Health reform is a test of whether this country can function once again as a civil society -- whether we can trust ourselves to embrace the big, important changes that require everyone to give up something in order to make everyone better off.It seems to me one of the key components of debate in a civil society is a kind of openness, honesty, and tolerance, especially in discussing important issues.
So what to make of the rest of Pearlstein's raging Washington Post, in which he attacks Republicans as "political terrorists"?
The recent attacks by Republican leaders and their ideological fellow-travelers on the effort to reform the health-care system have been so misleading, so disingenuous, that they could only spring from a cynical effort to gain partisan political advantage. By poisoning the political well, they've given up any pretense of being the loyal opposition. They've become political terrorists, willing to say or do anything to prevent the country from reaching a consensus on one of its most serious domestic problems.
There are lots of valid criticisms that can be made against the health reform plans moving through Congress -- I've made a few myself. But there is no credible way to look at what has been proposed by the president or any congressional committee and conclude that these will result in a government takeover of the health-care system. That is a flat-out lie whose only purpose is to scare the public and stop political conversation.

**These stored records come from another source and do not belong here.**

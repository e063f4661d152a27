//! Row encodings for staged objects
//!
//! CSV files carry a header row holding the union of the table's columns in
//! first-seen order. Nested values are written as compact JSON and `null` as
//! an empty cell. JSON staging files are newline-delimited, one row per line.

use serde_json::{Number, Value};

use crate::config::FileType;
use crate::error::{IngestError, Result};
use crate::table::{Row, Table};

pub fn encode_rows(table: &Table, file_type: FileType) -> Result<Vec<u8>> {
    match file_type {
        FileType::Csv => encode_csv(table),
        FileType::Json => encode_ndjson(table),
    }
}

pub fn decode_rows(bytes: &[u8], file_type: FileType) -> Result<Vec<Row>> {
    match file_type {
        FileType::Csv => decode_csv(bytes),
        FileType::Json => decode_ndjson(bytes),
    }
}

fn encode_csv(table: &Table) -> Result<Vec<u8>> {
    let columns = table.columns();
    if columns.is_empty() {
        return Ok(Vec::new());
    }

    let mut writer = csv::Writer::from_writer(Vec::new());
    writer.write_record(&columns)?;
    for row in &table.rows {
        let record = columns.iter().map(|c| csv_cell(row.get(c)));
        writer.write_record(record)?;
    }
    writer
        .into_inner()
        .map_err(|e| IngestError::codec(format!("failed to flush CSV writer: {e}")))
}

fn csv_cell(value: Option<&Value>) -> String {
    match value {
        None | Some(Value::Null) => String::new(),
        Some(Value::String(s)) => s.clone(),
        Some(other) => other.to_string(),
    }
}

fn encode_ndjson(table: &Table) -> Result<Vec<u8>> {
    let mut out = Vec::new();
    for row in &table.rows {
        serde_json::to_writer(&mut out, row)?;
        out.push(b'\n');
    }
    Ok(out)
}

fn decode_csv(bytes: &[u8]) -> Result<Vec<Row>> {
    if bytes.is_empty() {
        return Ok(Vec::new());
    }

    let mut reader = csv::ReaderBuilder::new()
        .has_headers(true)
        .from_reader(bytes);
    let headers: Vec<String> = reader.headers()?.iter().map(str::to_string).collect();

    let mut rows = Vec::new();
    for record in reader.records() {
        let record = record?;
        let row: Row = headers
            .iter()
            .zip(record.iter())
            .map(|(header, cell)| (header.clone(), coerce_cell(cell)))
            .collect();
        rows.push(row);
    }
    Ok(rows)
}

/// Best-effort typing of a CSV cell
fn coerce_cell(cell: &str) -> Value {
    if cell.is_empty() {
        return Value::Null;
    }
    match cell {
        "true" | "True" => return Value::Bool(true),
        "false" | "False" => return Value::Bool(false),
        _ => {},
    }
    if let Ok(i) = cell.parse::<i64>() {
        return Value::from(i);
    }
    if let Some(n) = cell.parse::<f64>().ok().and_then(Number::from_f64) {
        return Value::Number(n);
    }
    if cell.starts_with('[') || cell.starts_with('{') {
        if let Ok(nested) = serde_json::from_str(cell) {
            return nested;
        }
    }
    Value::String(cell.to_string())
}

fn decode_ndjson(bytes: &[u8]) -> Result<Vec<Row>> {
    let text = std::str::from_utf8(bytes).map_err(IngestError::codec)?;
    text.lines()
        .filter(|line| !line.trim().is_empty())
        .enumerate()
        .map(|(i, line)| match serde_json::from_str(line)? {
            Value::Object(row) => Ok(row),
            _ => Err(IngestError::codec(format!("line {} is not a JSON object", i + 1))),
        })
        .collect()
}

Again, Barney Frank, Jan Schakowsky, and a host of others have said many times that a so-called "public option" would be a vehicle to get to single-payer health-care system. The president wants to work toward a single-payer system; many of the architects of the Democratic proposals on health-care want a single-payer system and support a public option. Are they lying in order to scare the public and stop political conversation?

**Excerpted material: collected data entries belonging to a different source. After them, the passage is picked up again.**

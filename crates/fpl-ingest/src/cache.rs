//! In-memory endpoint cache
//!
//! Holds at most one payload per endpoint id. A cached payload is reused
//! until the caller asks for a refresh or releases it; the remote resource
//! changing in the meantime is not observed.

use std::collections::HashMap;
use tracing::{debug, info};

use crate::derive::TableDeriver;
use crate::error::{IngestError, Result};
use crate::fetch::{FetchArgs, FetcherRegistry};
use crate::table::{Payload, Table};

#[derive(Debug)]
pub struct EndpointCache {
    fetchers: FetcherRegistry,
    deriver: TableDeriver,
    payloads: HashMap<String, Payload>,
    fetches: usize,
}

impl EndpointCache {
    pub fn new(fetchers: FetcherRegistry, deriver: TableDeriver) -> Self {
        Self {
            fetchers,
            deriver,
            payloads: HashMap::new(),
            fetches: 0,
        }
    }

    /// Rows of `table`, fetching `endpoint` first when forced or not cached
    ///
    /// A failed fetch leaves any existing entry for `endpoint` in place.
    pub async fn get_table(
        &mut self,
        endpoint: &str,
        table: &str,
        force_refresh: bool,
        args: &FetchArgs,
    ) -> Result<Table> {
        if force_refresh || !self.payloads.contains_key(endpoint) {
            let fetcher = self.fetchers.get(endpoint)?;
            debug!(endpoint, force_refresh, "Fetching endpoint");
            let payload = fetcher.fetch(args).await?;
            self.fetches += 1;
            self.payloads.insert(endpoint.to_string(), payload);
        } else {
            debug!(endpoint, table, "Using cached endpoint");
        }

        let payload = self
            .payloads
            .get(endpoint)
            .ok_or_else(|| IngestError::NotCached(endpoint.to_string()))?;
        self.deriver.derive(endpoint, payload, table)
    }

    /// Drop the cached payload for `endpoint`
    pub fn release_endpoint(&mut self, endpoint: &str) -> Result<()> {
        match self.payloads.remove(endpoint) {
            Some(_) => {
                info!(endpoint, "Released endpoint from cache");
                Ok(())
            },
            None => Err(IngestError::NotCached(endpoint.to_string())),
        }
    }

    pub fn is_cached(&self, endpoint: &str) -> bool {
        self.payloads.contains_key(endpoint)
    }

    /// Number of fetches performed since construction
    pub fn fetch_count(&self) -> usize {
        self.fetches
    }
}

Controlling all or nearly all of the health-care financing for the nation (as could be very likely under a single-payer system) would certainly give the government a huge amount of control over the US's health-care system. That's one of the premises of Orszagism: centralized bureaucrats could determine the most efficient modes of treatment, cutting costs and improving care.

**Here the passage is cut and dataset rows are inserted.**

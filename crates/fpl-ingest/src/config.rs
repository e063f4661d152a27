//! Endpoint and table declarations
//!
//! The YAML document is first read as an untyped tree so that every endpoint
//! can be checked for its required keys (`name`, `config`, `tables`) and
//! rejected with [`IngestError::ConfigMissingKeys`] before the run touches
//! the network. Only then is it converted into the typed structures below.
//! Declaration order of endpoints and tables is preserved.

use serde::{Deserialize, Serialize};
use serde_yaml::{Mapping, Value as YamlValue};
use std::collections::BTreeMap;
use std::path::Path;
use tracing::{debug, warn};

use crate::error::{IngestError, Result};

/// Default location of the endpoint declarations
pub const DEFAULT_CONFIG_PATH: &str = "config/config.yml";

const REQUIRED_ENDPOINT_KEYS: [&str; 3] = ["name", "config", "tables"];
const DESIRED_ENDPOINT_KEYS: [&str; 1] = ["description"];

/// Key-value load configuration (write disposition, source format, ...)
pub type LoadConfig = BTreeMap<String, serde_json::Value>;

/// Staging file format
#[derive(Debug, Clone, Copy, PartialEq, Eq, Serialize, Deserialize, Default)]
#[serde(rename_all = "lowercase")]
pub enum FileType {
    Csv,
    /// Newline-delimited JSON
    #[default]
    #[serde(alias = "ndjson", alias = "jsonl")]
    Json,
}

impl FileType {
    pub fn extension(self) -> &'static str {
        match self {
            FileType::Csv => "csv",
            FileType::Json => "json",
        }
    }

    /// Warehouse-facing source format name
    pub fn source_format(self) -> &'static str {
        match self {
            FileType::Csv => "CSV",
            FileType::Json => "NEWLINE_DELIMITED_JSON",
        }
    }

    pub fn content_type(self) -> &'static str {
        match self {
            FileType::Csv => "text/csv",
            FileType::Json => "application/x-ndjson",
        }
    }
}

impl std::str::FromStr for FileType {
    type Err = IngestError;

    fn from_str(s: &str) -> Result<Self> {
        match s.to_lowercase().as_str() {
            "csv" => Ok(FileType::Csv),
            "json" | "ndjson" | "jsonl" | "newline_delimited_json" => Ok(FileType::Json),
            other => Err(IngestError::InvalidConfig(format!("unknown file type '{other}'"))),
        }
    }
}

/// How an endpoint's response is turned into a payload
#[derive(Debug, Clone, Copy, PartialEq, Eq, Serialize, Deserialize, Default)]
#[serde(rename_all = "snake_case")]
pub enum EndpointShape {
    /// Response is an object whose keys are the sub-collections
    #[default]
    Document,
    /// Response is a bare array, stored under the endpoint id
    Collection,
    /// One request per element id; sub-collections are concatenated
    PerElement,
}

#[derive(Debug, Clone, PartialEq, Serialize)]
pub struct AppConfig {
    pub api: ApiConfig,
}

#[derive(Debug, Clone, PartialEq, Serialize)]
pub struct ApiConfig {
    pub base: String,
    pub endpoints: Vec<EndpointConfig>,
}

#[derive(Debug, Clone, PartialEq, Serialize)]
pub struct EndpointConfig {
    /// Key the endpoint is declared under, e.g. `bootstrap_static`
    pub id: String,
    /// Remote path segment, e.g. `bootstrap-static`
    pub name: String,
    pub description: Option<String>,
    pub shape: EndpointShape,
    pub file_type: FileType,
    /// Default load configuration for every table of the endpoint
    pub config: LoadConfig,
    pub tables: Vec<TableConfig>,
}

#[derive(Debug, Clone, PartialEq, Serialize, Deserialize, Default)]
#[serde(deny_unknown_fields)]
pub struct TableConfig {
    #[serde(skip_deserializing)]
    pub name: String,
    /// Include in bulk sweeps; absent means always
    #[serde(default)]
    pub ingest: Option<bool>,
    #[serde(default)]
    pub transform: Option<String>,
    /// Explicit schema reference
    #[serde(default)]
    pub schema: Option<String>,
    /// Use the schema named after the table
    #[serde(default)]
    pub use_schema: bool,
    #[serde(default)]
    pub file_type: Option<FileType>,
    #[serde(default, alias = "bigquery_config")]
    pub config: LoadConfig,
}

/// Endpoint fields after the required-key check
#[derive(Deserialize)]
struct EndpointDecl {
    name: String,
    #[serde(default)]
    description: Option<String>,
    #[serde(default)]
    shape: EndpointShape,
    #[serde(default)]
    file_type: FileType,
    #[serde(alias = "bigquery_config")]
    config: LoadConfig,
    tables: Mapping,
}

impl AppConfig {
    pub fn from_path(path: impl AsRef<Path>) -> Result<Self> {
        let path = path.as_ref();
        debug!(path = %path.display(), "Loading endpoint configuration");
        let text = std::fs::read_to_string(path)?;
        Self::from_yaml_str(&text)
    }

    pub fn from_yaml_str(text: &str) -> Result<Self> {
        let document: YamlValue = serde_yaml::from_str(text)?;
        Self::from_yaml_value(document)
    }

    fn from_yaml_value(document: YamlValue) -> Result<Self> {
        let api = document
            .get("api")
            .ok_or_else(|| IngestError::InvalidConfig("missing 'api' section".to_string()))?;
        let base = api
            .get("base")
            .and_then(YamlValue::as_str)
            .ok_or_else(|| IngestError::InvalidConfig("missing 'api.base'".to_string()))?
            .trim_end_matches('/')
            .to_string();
        let declared = api
            .get("endpoints")
            .and_then(YamlValue::as_mapping)
            .ok_or_else(|| IngestError::InvalidConfig("missing 'api.endpoints'".to_string()))?;

        // Validate every endpoint before converting any of them
        for (key, value) in declared {
            validate_endpoint(&yaml_key(key)?, value)?;
        }

        let mut endpoints = Vec::with_capacity(declared.len());
        for (key, value) in declared {
            endpoints.push(EndpointConfig::from_yaml(yaml_key(key)?, value.clone())?);
        }

        Ok(Self {
            api: ApiConfig { base, endpoints },
        })
    }

    pub fn endpoint(&self, id: &str) -> Result<&EndpointConfig> {
        self.api
            .endpoints
            .iter()
            .find(|e| e.id == id)
            .ok_or_else(|| IngestError::UnknownEndpoint(id.to_string()))
    }

    pub fn endpoint_ids(&self) -> Vec<String> {
        self.api.endpoints.iter().map(|e| e.id.clone()).collect()
    }
}

impl EndpointConfig {
    fn from_yaml(id: String, value: YamlValue) -> Result<Self> {
        let decl: EndpointDecl = serde_yaml::from_value(value)?;

        let mut tables = Vec::with_capacity(decl.tables.len());
        for (key, value) in decl.tables {
            let name = yaml_key(&key)?;
            // `table: ~` and `table: {}` both declare a table with no overrides
            let mut table: TableConfig = if value.is_null() {
                TableConfig::default()
            } else {
                serde_yaml::from_value(value)?
            };
            table.name = name;
            tables.push(table);
        }

        Ok(Self {
            id,
            name: decl.name,
            description: decl.description,
            shape: decl.shape,
            file_type: decl.file_type,
            config: decl.config,
            tables,
        })
    }

    pub fn table(&self, name: &str) -> Result<&TableConfig> {
        self.tables
            .iter()
            .find(|t| t.name == name)
            .ok_or_else(|| IngestError::unknown_table(&self.id, name))
    }

    pub fn table_names(&self) -> Vec<String> {
        self.tables.iter().map(|t| t.name.clone()).collect()
    }

    /// `<base>/<name>`
    pub fn url(&self, base: &str) -> String {
        format!("{}/{}", base.trim_end_matches('/'), self.name)
    }

    /// `<base>/<name>/<element>`
    pub fn element_url(&self, base: &str, element: u32) -> String {
        format!("{}/{}", self.url(base), element)
    }
}

impl TableConfig {
    pub fn included_in_sweep(&self) -> bool {
        self.ingest.unwrap_or(true)
    }

    pub fn schema_reference(&self) -> Option<String> {
        self.schema
            .clone()
            .or_else(|| self.use_schema.then(|| self.name.clone()))
    }
}

/// Check one endpoint declaration for required and desired keys
pub fn validate_endpoint(id: &str, value: &YamlValue) -> Result<()> {
    debug!(endpoint = id, "Validating endpoint configuration");
    // An explicit `~` counts as missing
    let present = |key: &str| value.get(key).is_some_and(|v| !v.is_null());

    let missing: Vec<String> = REQUIRED_ENDPOINT_KEYS
        .into_iter()
        .filter(|k| !present(*k))
        .map(|k| k.to_string())
        .collect();
    if !missing.is_empty() {
        return Err(IngestError::ConfigMissingKeys {
            endpoint: id.to_string(),
            missing,
        });
    }

    let absent: Vec<&str> = DESIRED_ENDPOINT_KEYS
        .into_iter()
        .filter(|k| !present(*k))
        .collect();
    if !absent.is_empty() {
        warn!(endpoint = id, missing = ?absent, "Endpoint configuration missing desired values");
    }

    Ok(())
}

fn yaml_key(key: &YamlValue) -> Result<String> {
    match key {
        YamlValue::String(s) => Ok(s.clone()),
        other => Err(IngestError::InvalidConfig(format!(
            "configuration keys must be strings, got {other:?}"
        ))),
    }
}

#[cfg(test)]
#[allow(clippy::unwrap_used, clippy::expect_used)]
mod tests {
    use super::*;
    use serde_json::json;

    const CONFIG: &str = r#"
api:
  base: https://fantasy.premierleague.com/api/
  endpoints:
    bootstrap_static:
      name: bootstrap-static
      description: Season overview
      file_type: json
      config:
        write_disposition: WRITE_TRUNCATE
      tables:
        events: {}
        teams:
          use_schema: true
        elements:
          ingest: false
          file_type: csv
          bigquery_config:
            write_disposition: WRITE_APPEND
    fixtures:
      name: fixtures
      shape: collection
      config: {}
      tables:
        fixtures: ~
"#;

    #[test]
    fn test_parses_endpoints_in_declaration_order() {
        let config = AppConfig::from_yaml_str(CONFIG).unwrap();
        assert_eq!(config.endpoint_ids(), vec!["bootstrap_static", "fixtures"]);
        assert_eq!(config.api.base, "https://fantasy.premierleague.com/api");

        let bootstrap = config.endpoint("bootstrap_static").unwrap();
        assert_eq!(bootstrap.table_names(), vec!["events", "teams", "elements"]);
        assert_eq!(bootstrap.url(&config.api.base), "https://fantasy.premierleague.com/api/bootstrap-static");
    }

    #[test]
    fn test_table_fields() {
        let config = AppConfig::from_yaml_str(CONFIG).unwrap();
        let bootstrap = config.endpoint("bootstrap_static").unwrap();

        let elements = bootstrap.table("elements").unwrap();
        assert!(!elements.included_in_sweep());
        assert_eq!(elements.file_type, Some(FileType::Csv));
        assert_eq!(elements.config["write_disposition"], json!("WRITE_APPEND"));

        let teams = bootstrap.table("teams").unwrap();
        assert!(teams.included_in_sweep());
        assert_eq!(teams.schema_reference(), Some("teams".to_string()));

        let fixtures = config.endpoint("fixtures").unwrap();
        assert_eq!(fixtures.shape, EndpointShape::Collection);
        assert_eq!(fixtures.table("fixtures").unwrap().schema_reference(), None);
    }

    #[test]
    fn test_missing_required_keys_rejected() {
        let text = r#"
api:
  base: http://localhost
  endpoints:
    fixtures:
      name: fixtures
      description: no tables or config
"#;
        let err = AppConfig::from_yaml_str(text).unwrap_err();
        match err {
            IngestError::ConfigMissingKeys { endpoint, missing } => {
                assert_eq!(endpoint, "fixtures");
                assert_eq!(missing, vec!["config", "tables"]);
            },
            other => panic!("unexpected error: {other}"),
        }
    }

    #[test]
    fn test_null_required_keys_rejected() {
        let text = r#"
api:
  base: http://localhost
  endpoints:
    fixtures:
      name: fixtures
      config: ~
      tables:
"#;
        let err = AppConfig::from_yaml_str(text).unwrap_err();
        match err {
            IngestError::ConfigMissingKeys { endpoint, missing } => {
                assert_eq!(endpoint, "fixtures");
                assert_eq!(missing, vec!["config", "tables"]);
            },
            other => panic!("unexpected error: {other}"),
        }
    }

    #[test]
    fn test_unknown_table_key_rejected() {
        let text = r#"
api:
  base: http://localhost
  endpoints:
    fixtures:
      name: fixtures
      config: {}
      tables:
        fixtures:
          injest: true
"#;
        assert!(matches!(AppConfig::from_yaml_str(text), Err(IngestError::Yaml(_))));
    }

    #[test]
    fn test_unknown_endpoint_and_table() {
        let config = AppConfig::from_yaml_str(CONFIG).unwrap();
        assert!(matches!(config.endpoint("live"), Err(IngestError::UnknownEndpoint(_))));
        let fixtures = config.endpoint("fixtures").unwrap();
        assert!(matches!(fixtures.table("teams"), Err(IngestError::UnknownTable { .. })));
    }

    #[test]
    fn test_file_type_from_str() {
        assert_eq!("CSV".parse::<FileType>().unwrap(), FileType::Csv);
        assert_eq!("ndjson".parse::<FileType>().unwrap(), FileType::Json);
        assert!("parquet".parse::<FileType>().is_err());
        assert_eq!(FileType::Json.extension(), "json");
    }
}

To raise doubts about the means and ends of a given public policy, to urge citizens to get involved in the debate about policy---that is terrorism? Calling people "political terrorists" for advancing this argument (for daring to repeat the words of supporters of a public option) poisons the well of public debate. That kind of rhetorical venom eats away at the foundation necessary for the maintenance of a civil society.
Over on the left, Brendan Nyhan has sharp rebuke for Pearlstein:
These are ugly words. Pearlstein is right to decry the misinformation that has been directed at the President's health care plan, but the GOP's efforts to defeat the plan are in no way disloyal or equivalent to terrorism. Party competition -- which often produces various forms of ugly behavior -- is an intrinsic feature of democratic politics in a free society. Opposition parties are in no way obligated to help the country reach a consensus on health care or any other issue. If Pearlstein wishes to condemn the tactics used by Republicans, there are variety of more constructive ways to do so.